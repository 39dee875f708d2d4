//! Read-only view of the foreground window's node tree.
//!
//! The platform owns the tree and may invalidate any node at any time, so
//! nodes are addressed through [`NodeHandle`]s carrying a generation. Every
//! read goes through [`ScreenTree::refresh`], which fails with
//! [`TreeError::Stale`] once the node behind a handle is gone.

use std::sync::{PoisonError, RwLock};

use thiserror::Error;

pub const EDIT_TEXT_CLASS: &str = "android.widget.EditText";

#[derive(Debug, Clone, Copy, PartialEq, Eq, Hash)]
pub struct NodeHandle {
    index: u32,
    generation: u32,
}

impl NodeHandle {
    pub fn new(index: u32, generation: u32) -> Self {
        Self { index, generation }
    }

    pub fn index(&self) -> u32 {
        self.index
    }

    pub fn generation(&self) -> u32 {
        self.generation
    }
}

#[derive(Debug, Clone, Copy, Default, PartialEq, Eq)]
pub struct Rect {
    pub left: i32,
    pub top: i32,
    pub right: i32,
    pub bottom: i32,
}

impl Rect {
    pub fn new(left: i32, top: i32, right: i32, bottom: i32) -> Self {
        Self {
            left,
            top,
            right,
            bottom,
        }
    }

    pub fn width(&self) -> i32 {
        self.right - self.left
    }

    pub fn height(&self) -> i32 {
        self.bottom - self.top
    }

    pub fn is_empty(&self) -> bool {
        self.width() <= 0 || self.height() <= 0
    }

    pub fn center_x(&self) -> i32 {
        (self.left + self.right) / 2
    }

    pub fn center_y(&self) -> i32 {
        (self.top + self.bottom) / 2
    }
}

/// Attributes of a node as of its last refresh.
#[derive(Debug, Clone, Default, PartialEq)]
pub struct NodeInfo {
    pub package: String,
    pub class_name: String,
    pub view_id: Option<String>,
    pub text: Option<String>,
    pub content_description: Option<String>,
    pub bounds: Rect,
    pub editable: bool,
    pub input_focused: bool,
    pub showing_hint_text: bool,
    /// Screen boxes of each character of `text`, when the platform reports them.
    pub char_bounds: Vec<Option<Rect>>,
    pub text_size_px: Option<f32>,
}

impl NodeInfo {
    pub fn new(package: impl Into<String>, class_name: impl Into<String>) -> Self {
        Self {
            package: package.into(),
            class_name: class_name.into(),
            ..Self::default()
        }
    }

    pub fn with_view_id(mut self, view_id: impl Into<String>) -> Self {
        self.view_id = Some(view_id.into());
        self
    }

    pub fn with_text(mut self, text: impl Into<String>) -> Self {
        self.text = Some(text.into());
        self
    }

    pub fn with_bounds(mut self, bounds: Rect) -> Self {
        self.bounds = bounds;
        self
    }

    pub fn focused_input(mut self) -> Self {
        self.editable = true;
        self.input_focused = true;
        self
    }

    /// Visible text, falling back to the content description.
    pub fn visible_text(&self) -> Option<&str> {
        self.text
            .as_deref()
            .or(self.content_description.as_deref())
            .map(str::trim)
            .filter(|text| !text.is_empty())
    }

    pub fn is_edit_text(&self) -> bool {
        self.class_name.contains(EDIT_TEXT_CLASS)
    }
}

#[derive(Debug, Clone, Error, PartialEq, Eq)]
pub enum TreeError {
    #[error("node {0:?} is no longer part of the screen")]
    Stale(NodeHandle),
    #[error("screen tree is in a transient state: {0}")]
    Transient(String),
}

pub trait ScreenTree: Send + Sync {
    fn root(&self) -> Option<NodeHandle>;

    /// Re-reads a node. A failure means the handle must not be trusted again.
    fn refresh(&self, node: NodeHandle) -> Result<NodeInfo, TreeError>;

    fn children(&self, node: NodeHandle) -> Result<Vec<NodeHandle>, TreeError>;

    /// `node` and everything below it, in pre-order.
    fn descendants(&self, node: NodeHandle) -> Result<Vec<NodeHandle>, TreeError> {
        let mut out = Vec::new();
        let mut stack = vec![node];
        while let Some(current) = stack.pop() {
            out.push(current);
            let children = self.children(current)?;
            stack.extend(children.into_iter().rev());
        }
        Ok(out)
    }

    fn find_input_focus(&self, root: NodeHandle) -> Result<Option<NodeHandle>, TreeError> {
        for node in self.descendants(root)? {
            if self.refresh(node)?.input_focused {
                return Ok(Some(node));
            }
        }
        Ok(None)
    }

    fn find_by_view_id(
        &self,
        root: NodeHandle,
        view_id: &str,
    ) -> Result<Vec<NodeHandle>, TreeError> {
        let mut found = Vec::new();
        for node in self.descendants(root)? {
            if self.refresh(node)?.view_id.as_deref() == Some(view_id) {
                found.push(node);
            }
        }
        Ok(found)
    }
}

#[derive(Debug)]
struct Slot {
    generation: u32,
    node: Option<ArenaNode>,
}

#[derive(Debug)]
struct ArenaNode {
    info: NodeInfo,
    parent: Option<NodeHandle>,
    children: Vec<NodeHandle>,
}

#[derive(Debug, Default)]
struct ArenaInner {
    slots: Vec<Slot>,
    free: Vec<u32>,
    root: Option<NodeHandle>,
}

impl ArenaInner {
    fn node(&self, handle: NodeHandle) -> Result<&ArenaNode, TreeError> {
        self.slots
            .get(handle.index as usize)
            .filter(|slot| slot.generation == handle.generation)
            .and_then(|slot| slot.node.as_ref())
            .ok_or(TreeError::Stale(handle))
    }

    fn node_mut(&mut self, handle: NodeHandle) -> Result<&mut ArenaNode, TreeError> {
        self.slots
            .get_mut(handle.index as usize)
            .filter(|slot| slot.generation == handle.generation)
            .and_then(|slot| slot.node.as_mut())
            .ok_or(TreeError::Stale(handle))
    }

    fn release(&mut self, handle: NodeHandle) {
        let children = match self.node(handle) {
            Ok(node) => node.children.clone(),
            Err(_) => return,
        };
        for child in children {
            self.release(child);
        }
        if let Some(slot) = self.slots.get_mut(handle.index as usize) {
            slot.node = None;
            slot.generation = slot.generation.wrapping_add(1);
            self.free.push(handle.index);
        }
    }
}

/// In-memory [`ScreenTree`] with generation-checked slots.
///
/// Bridges mirror the platform tree into it; removed nodes bump their slot
/// generation so outstanding handles fail to refresh.
#[derive(Debug, Default)]
pub struct ScreenArena {
    inner: RwLock<ArenaInner>,
}

impl ScreenArena {
    pub fn new() -> Self {
        Self::default()
    }

    /// Adds a node. Without a parent it replaces the current root, and the old
    /// tree is released.
    pub fn insert(
        &self,
        parent: Option<NodeHandle>,
        info: NodeInfo,
    ) -> Result<NodeHandle, TreeError> {
        let mut inner = self.inner.write().unwrap_or_else(PoisonError::into_inner);
        if let Some(parent) = parent {
            inner.node(parent)?;
        } else if let Some(old_root) = inner.root.take() {
            inner.release(old_root);
        }

        let node = ArenaNode {
            info,
            parent,
            children: Vec::new(),
        };
        let handle = match inner.free.pop() {
            Some(index) => {
                let slot = &mut inner.slots[index as usize];
                slot.node = Some(node);
                NodeHandle::new(index, slot.generation)
            }
            None => {
                let index = inner.slots.len() as u32;
                inner.slots.push(Slot {
                    generation: 0,
                    node: Some(node),
                });
                NodeHandle::new(index, 0)
            }
        };

        match parent {
            Some(parent) => inner.node_mut(parent)?.children.push(handle),
            None => inner.root = Some(handle),
        }
        Ok(handle)
    }

    pub fn update(
        &self,
        node: NodeHandle,
        apply: impl FnOnce(&mut NodeInfo),
    ) -> Result<(), TreeError> {
        let mut inner = self.inner.write().unwrap_or_else(PoisonError::into_inner);
        apply(&mut inner.node_mut(node)?.info);
        Ok(())
    }

    /// Drops a node and its subtree.
    pub fn remove(&self, node: NodeHandle) -> Result<(), TreeError> {
        let mut inner = self.inner.write().unwrap_or_else(PoisonError::into_inner);
        let parent = inner.node(node)?.parent;
        match parent {
            Some(parent) => {
                if let Ok(parent) = inner.node_mut(parent) {
                    parent.children.retain(|child| *child != node);
                }
            }
            None => inner.root = None,
        }
        inner.release(node);
        Ok(())
    }

    pub fn clear(&self) {
        let mut inner = self.inner.write().unwrap_or_else(PoisonError::into_inner);
        if let Some(root) = inner.root.take() {
            inner.release(root);
        }
    }
}

impl ScreenTree for ScreenArena {
    fn root(&self) -> Option<NodeHandle> {
        self.inner
            .read()
            .unwrap_or_else(PoisonError::into_inner)
            .root
    }

    fn refresh(&self, node: NodeHandle) -> Result<NodeInfo, TreeError> {
        let inner = self.inner.read().unwrap_or_else(PoisonError::into_inner);
        Ok(inner.node(node)?.info.clone())
    }

    fn children(&self, node: NodeHandle) -> Result<Vec<NodeHandle>, TreeError> {
        let inner = self.inner.read().unwrap_or_else(PoisonError::into_inner);
        Ok(inner.node(node)?.children.clone())
    }
}

#[cfg(test)]
mod tests {
    use super::*;

    #[test]
    fn removed_nodes_fail_to_refresh() {
        let arena = ScreenArena::new();
        let root = arena.insert(None, NodeInfo::new("pkg", "FrameLayout")).unwrap();
        let input = arena
            .insert(Some(root), NodeInfo::new("pkg", EDIT_TEXT_CLASS).focused_input())
            .unwrap();
        assert!(arena.refresh(input).is_ok());

        arena.remove(input).unwrap();
        assert_eq!(arena.refresh(input), Err(TreeError::Stale(input)));

        let reused = arena.insert(Some(root), NodeInfo::new("pkg", "TextView")).unwrap();
        assert_eq!(reused.index(), input.index());
        assert_ne!(reused.generation(), input.generation());
        assert!(arena.refresh(input).is_err());
    }

    #[test]
    fn replacing_root_invalidates_old_tree() {
        let arena = ScreenArena::new();
        let root = arena.insert(None, NodeInfo::new("a", "FrameLayout")).unwrap();
        let child = arena.insert(Some(root), NodeInfo::new("a", "TextView")).unwrap();
        let new_root = arena.insert(None, NodeInfo::new("b", "FrameLayout")).unwrap();

        assert_eq!(arena.root(), Some(new_root));
        assert!(arena.refresh(child).is_err());
        assert!(arena.refresh(root).is_err());
    }

    #[test]
    fn searches_by_view_id_and_focus() {
        let arena = ScreenArena::new();
        let root = arena.insert(None, NodeInfo::new("pkg", "FrameLayout")).unwrap();
        let list = arena
            .insert(Some(root), NodeInfo::new("pkg", "ListView").with_view_id("pkg:id/list"))
            .unwrap();
        arena
            .insert(Some(list), NodeInfo::new("pkg", "TextView").with_view_id("pkg:id/msg"))
            .unwrap();
        arena
            .insert(Some(list), NodeInfo::new("pkg", "TextView").with_view_id("pkg:id/msg"))
            .unwrap();
        let input = arena
            .insert(Some(root), NodeInfo::new("pkg", EDIT_TEXT_CLASS).focused_input())
            .unwrap();

        assert_eq!(arena.find_by_view_id(root, "pkg:id/msg").unwrap().len(), 2);
        assert_eq!(arena.find_input_focus(root).unwrap(), Some(input));
    }
}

┄┄┄┄┄┄┄┄┄┄

### [TASK DETAILS]
Given the records above, return exactly the lines starting at the line containing "pub fn new(package: impl" and ending at the line containing "the content description.", including both.

### [RESPONSE TO THE TASK]
    pub fn new(package: impl Into<String>, class_name: impl Into<String>) -> Self {
        Self {
            package: package.into(),
            class_name: class_name.into(),
            ..Self::default()
        }
    }

    pub fn with_view_id(mut self, view_id: impl Into<String>) -> Self {
        self.view_id = Some(view_id.into());
        self
    }

    pub fn with_text(mut self, text: impl Into<String>) -> Self {
        self.text = Some(text.into());
        self
    }

    pub fn with_bounds(mut self, bounds: Rect) -> Self {
        self.bounds = bounds;
        self
    }

    pub fn focused_input(mut self) -> Self {
        self.editable = true;
        self.input_focused = true;
        self
    }

    /// Visible text, falling back to the content description.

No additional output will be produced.